Iskha membolak-balikkan buku diktat matematika yang ada di atas mejanya. Tetap saja tak ada yang bisa nyantol di kepala. Dia ingin sekali ada satu saja persoalan matematika yang bisa ia kuasai, tetapi hasilnya nihil. Dia masih belum mengerti tentang huruf x, huruf y, angka-angka ini. Sebenarnya fungsinya untuk apa sih?

Aku heran, kenapa orang belajar matematika? Aku nggak ngerti sama sekali,” keluh Iskha.

Kamu aja heran apalagi aku. Tetapi nikmati aja. Kita sebagai murid sekolah masa’ mau protes?” kata Lusi sambil mencoba memahami isi buku yang ada di tangannya. Sesekali ia melirik ke arah Arief yang duduknya ada di terpaut beberapa bangku dari mereka. Bangku Arief lurus dengan meja guru dan cowok itu sekarang sedang menatap keluar jendela.

Iskha memijat-mijat keningnya. Ia sama sekali tak mengerti.

Ckckckck, ini hampir satu kelas jawabannya sama semua. Apa sumbernya sama semua?” tanya Bu Tatik tiba-tiba setelah melihat hasil pekerjaan rumah murid-murid.

Kami kerja kelompok, bu!” celetuk Lusi.

Kerja kelompok? Ada dua puluh anak kerja kelompok dengan jawaban yang sama? Cara nulisnya, tandanya, semuanya sama. Saya tahu ini sumbernya darimana,” ucap Bu Tatik. “Ibu akan panggil satu anak untuk menjelaskan pekerjaannya.”

Mampus!” bisik Lusi.

Iskha mengangkat alisnya. Dia tahu kalau ia juga menjadi salah satu orang yang akan dipanggil nantinya. Dia sama sekali tak mengerti matematika, bagaimana kalau ketahuan dia juga menyalin pekerjaan Arief? Dia menundukkan wajahnya berusaha menyembunyikan kecemasan. Murid-murid yang lainnya pun berusaha menutupi kecemasan itu dengan berbagai cara. Mereka berharap tidak dipanggil ke depan.

Iskha, ke depan! Jelaskan apa yang sudah kamu kerjakan ini!” perintah Bu Tatik.

Mampus, beneran mampus! Ujar Iskha dalam hati.

Dengan berat akhirnya Iskha pun berdiri dari tempatnya duduk untuk menuju ke depan kelas. Tiba-tiba saja perutnya terasa mual. Sepertinya berdiri di depan panggung lebih baik daripada harus berdiri di depan kelas apalagi diuji Bu Tatik seorang guru killer yang terkenal di sekolah ini. Mimpi apa semalam dia sampai harus maju ke depan kelas?

Iskha, coba kerjakan soal nomor dua PR yang kamu kerjakan tadi malam. Serta jelaskan ke teman-temanmu agar mereka juga mengerti!” perintah Bu Tatik.

Lusi menutupi wajahnya. “Mampus Iskha!” katanya dalam hati.

Iskha mengambil spidol yang ada di meja Bu Tatik. Ia sama sekali blank. Meskipun ia tahu soalnya, tetapi untuk mengerjakannya dengan benar, ia sama sekali tak bisa. Dia sampai saat ini masih belum mengerti maksud dari pelajaran matematika yang diajarkan sekarang.
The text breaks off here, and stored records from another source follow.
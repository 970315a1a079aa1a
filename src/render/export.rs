// Copyright (c) 2025, Jason Jenkins
// SPDX-License-Identifier: BSD-3-Clause

//! Image export: encode a composed session and hand it to a download sink.

use super::compose::{Composer, SnapshotRenderable};
use crate::config::ExportConfig;
use crate::error::{EditorError, EditorResult};
use crate::io::media::DataUri;
use crate::models::session::SessionState;
use image::codecs::gif::{GifEncoder, Repeat};
use image::codecs::jpeg::JpegEncoder;
use image::{DynamicImage, Frame, ImageFormat, RgbaImage};
use std::io::Cursor;
use std::path::PathBuf;

/// Output format offered in the download selector.
#[derive(Debug, Clone, Copy, PartialEq, Eq, Default)]
pub enum ExportFormat {
    #[default]
    Png,
    Jpeg,
    Gif,
    /// Offered for compatibility; carries no audio. See [`Exporter`].
    Mp3,
}

impl ExportFormat {
    pub const ALL: [ExportFormat; 4] = [
        ExportFormat::Png,
        ExportFormat::Jpeg,
        ExportFormat::Gif,
        ExportFormat::Mp3,
    ];

    pub fn extension(self) -> &'static str {
        match self {
            ExportFormat::Png => "png",
            ExportFormat::Jpeg => "jpeg",
            ExportFormat::Gif => "gif",
            ExportFormat::Mp3 => "mp3",
        }
    }

    pub fn label(self) -> &'static str {
        match self {
            ExportFormat::Png => "PNG",
            ExportFormat::Jpeg => "JPG",
            ExportFormat::Gif => "GIF",
            ExportFormat::Mp3 => "MP3",
        }
    }

    /// Whether the format can actually hold a still image.
    pub fn is_image(self) -> bool {
        !matches!(self, ExportFormat::Mp3)
    }
}

/// An encoded file ready to be saved.
#[derive(Debug, Clone, PartialEq)]
pub struct Download {
    pub file_name: String,
    pub media_type: String,
    pub bytes: Vec<u8>,
}

impl Download {
    /// `data:` URI form of the payload.
    pub fn to_data_uri(&self) -> String {
        DataUri::new(self.media_type.clone(), self.bytes.clone()).to_string()
    }
}

/// Receives finished exports.
pub trait DownloadSink {
    fn deliver(&self, download: &Download) -> EditorResult<PathBuf>;
}

/// Saves downloads into a directory.
#[derive(Debug, Clone)]
pub struct DirectorySink {
    dir: PathBuf,
}

impl DirectorySink {
    pub fn new(dir: impl Into<PathBuf>) -> Self {
        Self { dir: dir.into() }
    }
}

impl DownloadSink for DirectorySink {
    fn deliver(&self, download: &Download) -> EditorResult<PathBuf> {
        std::fs::create_dir_all(&self.dir)?;
        let path = self.dir.join(&download.file_name);
        std::fs::write(&path, &download.bytes)?;
        log::info!("Saved {} ({} bytes)", path.display(), download.bytes.len());
        Ok(path)
    }
}

/// Composes, encodes and delivers exports.
#[derive(Debug, Clone)]
pub struct Exporter<R> {
    composer: Composer<R>,
    config: ExportConfig,
}

impl<R: SnapshotRenderable> Exporter<R> {
    pub fn new(composer: Composer<R>, config: ExportConfig) -> Self {
        Self { composer, config }
    }

    pub fn composer(&self) -> &Composer<R> {
        &self.composer
    }

    /// Build the download for `session` without touching the session.
    ///
    /// The audio format is rejected unless `allow_audio_extension` is set, in
    /// which case a PNG payload is labeled with the `.mp3` extension.
    pub fn render(&self, session: &SessionState, format: ExportFormat) -> EditorResult<Download> {
        if !format.is_image() && !self.config.allow_audio_extension {
            return Err(EditorError::UnsupportedExportSemantics {
                format: format.extension().to_string(),
            });
        }
        let image = self.composer.compose(session)?;
        let (media_type, bytes) = encode(&image, format, self.config.jpeg_quality)?;
        Ok(Download {
            file_name: format!("{}.{}", self.config.base_name, format.extension()),
            media_type: media_type.to_string(),
            bytes,
        })
    }

    /// Render and deliver in one step.
    pub fn export(
        &self,
        session: &SessionState,
        format: ExportFormat,
        sink: &dyn DownloadSink,
    ) -> EditorResult<PathBuf> {
        let download = self.render(session, format)?;
        sink.deliver(&download)
    }
}

/// Encode a composed image. Returns the real media type of the bytes.
pub fn encode(
    image: &RgbaImage,
    format: ExportFormat,
    jpeg_quality: u8,
) -> EditorResult<(&'static str, Vec<u8>)> {
    let mut out = Cursor::new(Vec::new());
    let media_type = match format {
        ExportFormat::Png | ExportFormat::Mp3 => {
            image.write_to(&mut out, ImageFormat::Png)?;
            "image/png"
        }
        ExportFormat::Jpeg => {
            let rgb = DynamicImage::ImageRgba8(image.clone()).to_rgb8();
            let mut encoder = JpegEncoder::new_with_quality(&mut out, jpeg_quality.clamp(1, 100));
            encoder.encode_image(&rgb)?;
            "image/jpeg"
        }
        ExportFormat::Gif => {
            let mut encoder = GifEncoder::new(&mut out);
            encoder.set_repeat(Repeat::Infinite)?;
            encoder.encode_frame(Frame::new(image.clone()))?;
            drop(encoder);
            "image/gif"
        }
    };
    Ok((media_type, out.into_inner()))
}

#[cfg(test)]
mod tests {
    use super::*;
    use crate::config::EditorConfig;
    use crate::models::media::MediaAsset;
    use crate::models::session::{reduce, SessionEvent};
    use image::Rgba;
    use std::cell::RefCell;

    /// Renders a flat color, standing in for the full rasterizer.
    struct Flat;

    impl SnapshotRenderable for Flat {
        fn render_snapshot(&self, session: &SessionState) -> EditorResult<RgbaImage> {
            let (w, h) = session.viewport_pixels();
            Ok(RgbaImage::from_pixel(w, h, Rgba([200, 10, 10, 255])))
        }
    }

    #[derive(Default)]
    struct Recorder {
        downloads: RefCell<Vec<Download>>,
    }

    impl DownloadSink for Recorder {
        fn deliver(&self, download: &Download) -> EditorResult<PathBuf> {
            self.downloads.borrow_mut().push(download.clone());
            Ok(PathBuf::from(&download.file_name))
        }
    }

    fn exporter(allow_audio: bool) -> Exporter<Flat> {
        let config = ExportConfig {
            allow_audio_extension: allow_audio,
            ..ExportConfig::default()
        };
        Exporter::new(Composer::new(Flat), config)
    }

    fn with_media() -> SessionState {
        reduce(
            SessionState::new(&EditorConfig::default()),
            SessionEvent::SetMedia(MediaAsset::from_image(RgbaImage::new(4, 4))),
        )
    }

    #[test]
    fn test_file_names_and_signatures() {
        let session = with_media();
        let exporter = exporter(false);

        let png = exporter.render(&session, ExportFormat::Png).unwrap();
        assert_eq!(png.file_name, "my-meme.png");
        assert_eq!(png.media_type, "image/png");
        assert!(png.bytes.starts_with(&[0x89, b'P', b'N', b'G']));

        let jpeg = exporter.render(&session, ExportFormat::Jpeg).unwrap();
        assert_eq!(jpeg.file_name, "my-meme.jpeg");
        assert!(jpeg.bytes.starts_with(&[0xFF, 0xD8]));

        let gif = exporter.render(&session, ExportFormat::Gif).unwrap();
        assert_eq!(gif.file_name, "my-meme.gif");
        assert!(gif.bytes.starts_with(b"GIF89a"));
    }

    #[test]
    fn test_encoded_png_decodes_to_composition() {
        let download = exporter(false).render(&with_media(), ExportFormat::Png).unwrap();
        let decoded = image::load_from_memory(&download.bytes).unwrap().to_rgba8();
        assert_eq!(decoded.dimensions(), (600, 450));
        assert_eq!(decoded.get_pixel(10, 10).0, [200, 10, 10, 255]);
    }

    #[test]
    fn test_audio_format_rejected_by_default() {
        let result = exporter(false).render(&with_media(), ExportFormat::Mp3);
        assert!(matches!(
            result,
            Err(EditorError::UnsupportedExportSemantics { .. })
        ));
    }

    #[test]
    fn test_audio_format_allowed_writes_png_payload() {
        let download = exporter(true).render(&with_media(), ExportFormat::Mp3).unwrap();
        assert_eq!(download.file_name, "my-meme.mp3");
        assert_eq!(download.media_type, "image/png");
        assert!(download.bytes.starts_with(&[0x89, b'P', b'N', b'G']));
    }

    #[test]
    fn test_export_without_media_delivers_nothing() {
        let sink = Recorder::default();
        let session = SessionState::new(&EditorConfig::default());
        let result = exporter(false).export(&session, ExportFormat::Png, &sink);
        assert!(matches!(result, Err(EditorError::NoMediaSelected)));
        assert!(sink.downloads.borrow().is_empty());
    }

    #[test]
    fn test_export_does_not_mutate_session() {
        let sink = Recorder::default();
        let session = with_media();
        let generation = session.generation();
        exporter(false)
            .export(&session, ExportFormat::Gif, &sink)
            .unwrap();
        assert_eq!(session.generation(), generation);
        assert_eq!(sink.downloads.borrow().len(), 1);
    }

    #[test]
    fn test_directory_sink_writes_file() {
        let dir = tempfile::tempdir().unwrap();
        let sink = DirectorySink::new(dir.path().join("downloads"));
        let path = exporter(false)
            .export(&with_media(), ExportFormat::Png, &sink)
            .unwrap();
        assert_eq!(path, dir.path().join("downloads").join("my-meme.png"));
        assert!(std::fs::metadata(&path).unwrap().len() > 0);
    }

    #[test]
    fn test_data_uri() {
        let download = Download {
            file_name: "my-meme.png".to_string(),
            media_type: "image/png".to_string(),
            bytes: vec![1, 2, 3],
        };
        assert_eq!(download.to_data_uri(), "data:image/png;base64,AQID");
    }
}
Gadis itu hendak mengambil salah satu buku ditumpukan meja guru, tetapi tangan sang guru matematika menahannya. “Ibu akan diktekan. Kamu tulis di papan!”
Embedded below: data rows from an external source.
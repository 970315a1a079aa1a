// Copyright (c) 2025, Jason Jenkins
// SPDX-License-Identifier: BSD-3-Clause

//! Session data model: layers, captions, templates and events.

pub mod caption;
pub mod geometry;
pub mod media;
pub mod session;
pub mod stroke;
pub mod template;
Iskha menelan ludah. Dia menoleh ke arah rekan-rekannya, tampak juga si murid baru itu mengamatinya dengan seksama. Lusi tak berani melihat apa yang terjadi. Iskha benar-benar mampus sekarang. Dia tahu kelemahan sahabatnya yaitu pelajaran matematika. Ia sangat benci pelajaran itu. Ada dua sebenarnya, matematika dan sejarah. Dua hal yang dianggap Iskha sebagai pelajaran yang tidak ada gunanya.

Gadis itu menghadap papan. Tahu ia tak akan bisa lolos, sekarang ia hanya pasrah. Dia bersiap untuk menulis soal yang akan diucapkan guru matematikanya.